HIV治療薬の鍵は、HIVが複製される仕組みにある可能性 Key to possible HIV cure may lie in mechanisms behind how it replicates
2022-04-01 ノースウェスタン大学
今回、研究チームは新しいCRISPR遺伝子編集法を用いて、血液中のHIV感染に重要なヒト遺伝子を特定し、HIVの複製や病気の発症の仕方に関与すると考えられる86の遺伝子を発見しました。その中には、これまでHIV感染との関連で注目されてこなかった40以上の遺伝子が含まれています。

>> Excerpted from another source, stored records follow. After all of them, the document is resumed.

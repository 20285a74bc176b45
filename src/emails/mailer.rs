//! Mail transports.
//!
//! [`SmtpMailer`] delivers through an SMTP relay. [`LogMailer`] only writes
//! messages to the log and is meant for development. [`OutboxMailer`] keeps
//! messages in memory for tests and dry runs.

use crate::{
    config::settings::{EmailConfig, MailTransport, SmtpConfig, SmtpSecurity},
    errors::{Error, Result},
};
use lettre::{
    AsyncSmtpTransport, AsyncTransport, Message, Tokio1Executor,
    message::header::ContentType, transport::smtp::authentication::Credentials,
};
use std::collections::HashSet;
use std::sync::Arc;
use tokio::sync::Mutex;
use tracing::{info, warn};

/// Fallback for `[email.smtp] password`.
pub const SMTP_PASSWORD_ENV: &str = "SMTP_PASSWORD";

fn mail_error(e: impl std::fmt::Display) -> Error {
    Error::Mail {
        message: e.to_string(),
    }
}

/// A plain text message ready to send.
#[derive(Debug, Clone, PartialEq, Eq)]
pub struct EmailMessage {
    /// Sender address
    pub from: String,
    /// Recipient address
    pub to: String,
    /// Subject line
    pub subject: String,
    /// Plain text body
    pub body: String,
}

/// Something that can deliver an [`EmailMessage`].
#[axum::async_trait]
pub trait Mailer: Send + Sync {
    /// Sender address used for every message
    fn from_address(&self) -> &str;

    /// Delivers one message.
    async fn send(&self, message: &EmailMessage) -> Result<()>;
}

/// Logs messages instead of delivering them.
#[derive(Debug, Clone)]
pub struct LogMailer {
    from: String,
}

impl LogMailer {
    /// Creates a mailer sending as `from`.
    pub fn new(from: impl Into<String>) -> Self {
        Self { from: from.into() }
    }
}

#[axum::async_trait]
impl Mailer for LogMailer {
    fn from_address(&self) -> &str {
        &self.from
    }

    async fn send(&self, message: &EmailMessage) -> Result<()> {
        info!(
            from = %message.from,
            to = %message.to,
            subject = %message.subject,
            body_len = message.body.len(),
            "Email logged, not delivered"
        );
        Ok(())
    }
}

/// Collects messages in memory. Recipients listed with
/// [`OutboxMailer::reject`] fail with a transport error.
#[derive(Debug, Default)]
pub struct OutboxMailer {
    from: String,
    sent: Mutex<Vec<EmailMessage>>,
    rejected: HashSet<String>,
}

impl OutboxMailer {
    /// Creates an empty outbox sending as `from`.
    pub fn new(from: impl Into<String>) -> Self {
        Self {
            from: from.into(),
            ..Self::default()
        }
    }

    /// Makes every send to `recipient` fail.
    #[must_use]
    pub fn reject(mut self, recipient: impl Into<String>) -> Self {
        self.rejected.insert(recipient.into());
        self
    }

    /// Messages accepted so far.
    pub async fn sent(&self) -> Vec<EmailMessage> {
        self.sent.lock().await.clone()
    }
}

#[axum::async_trait]
impl Mailer for OutboxMailer {
    fn from_address(&self) -> &str {
        &self.from
    }

    async fn send(&self, message: &EmailMessage) -> Result<()> {
        if self.rejected.contains(&message.to) {
            return Err(Error::Mail {
                message: format!("recipient {} rejected", message.to),
            });
        }
        self.sent.lock().await.push(message.clone());
        Ok(())
    }
}

/// Delivers messages through an SMTP relay.
pub struct SmtpMailer {
    from: String,
    transport: AsyncSmtpTransport<Tokio1Executor>,
}

impl SmtpMailer {
    /// Builds a pooled relay transport. No connection is made until the
    /// first message is sent.
    pub fn new(
        from: impl Into<String>,
        config: &SmtpConfig,
        password: Option<String>,
    ) -> Result<Self> {
        if config.host.trim().is_empty() {
            return Err(Error::Config {
                message: "email.smtp.host is required for the smtp transport".to_string(),
            });
        }
        type Transport = AsyncSmtpTransport<Tokio1Executor>;
        let builder = match config.security {
            SmtpSecurity::Starttls => Transport::starttls_relay(&config.host).map_err(mail_error)?,
            SmtpSecurity::Tls => Transport::relay(&config.host).map_err(mail_error)?,
            SmtpSecurity::Plain => Transport::builder_dangerous(&config.host),
        };
        let builder = builder.port(config.port);
        let builder = match (&config.username, password) {
            (Some(username), Some(password)) => {
                builder.credentials(Credentials::new(username.clone(), password))
            }
            _ => builder,
        };
        Ok(Self {
            from: from.into(),
            transport: builder.build(),
        })
    }
}

impl std::fmt::Debug for SmtpMailer {
    fn fmt(&self, f: &mut std::fmt::Formatter<'_>) -> std::fmt::Result {
        f.debug_struct("SmtpMailer").field("from", &self.from).finish_non_exhaustive()
    }
}

#[axum::async_trait]
impl Mailer for SmtpMailer {
    fn from_address(&self) -> &str {
        &self.from
    }

    async fn send(&self, message: &EmailMessage) -> Result<()> {
        let email = Message::builder()
            .from(message.from.parse().map_err(mail_error)?)
            .to(message.to.parse().map_err(mail_error)?)
            .subject(message.subject.as_str())
            .header(ContentType::TEXT_PLAIN)
            .body(message.body.clone())
            .map_err(mail_error)?;
        self.transport.send(email).await.map_err(mail_error)?;
        info!(to = %message.to, subject = %message.subject, "Email sent");
        Ok(())
    }
}

/// Builds the transport selected in the `[email]` section.
pub fn mailer_from_config(config: &EmailConfig) -> Result<Arc<dyn Mailer>> {
    let from = config.from_address.clone();
    Ok(match config.transport {
        MailTransport::Log => {
            warn!("Email transport is \"log\": messages are written to the log and not delivered");
            Arc::new(LogMailer::new(from))
        }
        MailTransport::Outbox => Arc::new(OutboxMailer::new(from)),
        MailTransport::Smtp => {
            let password = config
                .smtp
                .password
                .clone()
                .or_else(|| std::env::var(SMTP_PASSWORD_ENV).ok());
            info!(host = %config.smtp.host, port = config.smtp.port, "Using SMTP mail transport");
            Arc::new(SmtpMailer::new(from, &config.smtp, password)?)
        }
    })
}

#[cfg(test)]
mod tests {
    #![allow(clippy::unwrap_used)]
    use super::*;

    fn message(to: &str) -> EmailMessage {
        EmailMessage {
            from: "noreply@test".to_string(),
            to: to.to_string(),
            subject: "Hello".to_string(),
            body: "Body".to_string(),
        }
    }

    #[tokio::test]
    async fn test_outbox_rejects_listed_recipients() -> Result<()> {
        let outbox = OutboxMailer::new("noreply@test").reject("bounce@test");
        outbox.send(&message("alice@test")).await?;
        assert!(matches!(outbox.send(&message("bounce@test")).await, Err(Error::Mail { .. })));
        assert_eq!(outbox.sent().await, vec![message("alice@test")]);
        Ok(())
    }

    #[tokio::test]
    async fn test_smtp_transport_from_config() {
        let mut config = EmailConfig {
            from_address: "budget@example.com".to_string(),
            transport: MailTransport::Smtp,
            smtp: SmtpConfig {
                host: "smtp.example.com".to_string(),
                username: Some("budget".to_string()),
                password: Some("secret".to_string()),
                ..SmtpConfig::default()
            },
        };
        let mailer = mailer_from_config(&config).unwrap();
        assert_eq!(mailer.from_address(), "budget@example.com");

        config.smtp.host = String::new();
        assert!(matches!(mailer_from_config(&config), Err(Error::Config { .. })));
    }

    #[tokio::test]
    async fn test_smtp_rejects_malformed_recipient() {
        let config = SmtpConfig {
            host: "localhost".to_string(),
            port: 2525,
            security: SmtpSecurity::Plain,
            ..SmtpConfig::default()
        };
        let mailer = SmtpMailer::new("noreply@example.com", &config, None).unwrap();
        let result = mailer.send(&message("not an address")).await;
        assert!(matches!(result, Err(Error::Mail { .. })));
    }
}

この研究は、HIVがどのように私たちのDNAに統合され、慢性的な感染を確立するかを理解するための新しいマップを提案している。
<関連情報>
- https://news.northwestern.edu/stories/2022/04/hiv-crispr-hultquist/
- https://www.nature.com/articles/s41467-022-29346-w
ヒト初代T細胞におけるHIV-宿主間相互作用の機能マップ A functional map of HIV-host interactions in primary human T cells
Joseph Hiatt,Judd F. Hultquist,Michael J. McGregor,Mehdi Bouhaddou,Ryan T. Leenay,Lacy M. Simons,Janet M. Young,Paige Haas,Theodore L. Roth,Victoria Tobin,Jason A. Wojcechowskyj,Jonathan M. Woo,Ujjwal Rathore,Devin A. Cavero,Eric Shifrut,Thong T. Nguyen,Kelsey M. Haas,Harmit S. Malik,Jennifer A. Doudna,Andrew P. May,Alexander Marson &Nevan J. Krogan
Nature Communications Published: 01 April 2022
Abstract
Human Immunodeficiency Virus (HIV) relies on host molecular machinery for replication. Systematic attempts to genetically or biochemically define these host factors have yielded hundreds of candidates, but few have been functionally validated in primary cells. Here, we target 426 genes previously implicated in the HIV lifecycle through protein interaction studies for CRISPR-Cas9-mediated knock-out in primary human CD4+ T cells in order to systematically assess their functional roles in HIV replication. We achieve efficient knockout (>50% of alleles) in 364 of the targeted genes and identify 86 candidate host factors that alter HIV infection. 47 of these factors validate by multiplex gene editing in independent donors, including 23 factors with restrictive activity. Both gene editing efficiencies and HIV-1 phenotypes are highly concordant among independent donors. Importantly, over half of these factors have not been previously described to play a functional role in HIV replication, providing numerous novel avenues for understanding HIV biology. These data further suggest that host-pathogen protein-protein interaction datasets offer an enriched source of candidates for functional host factor discovery and provide an improved understanding of the mechanics of HIV replication in primary T cells.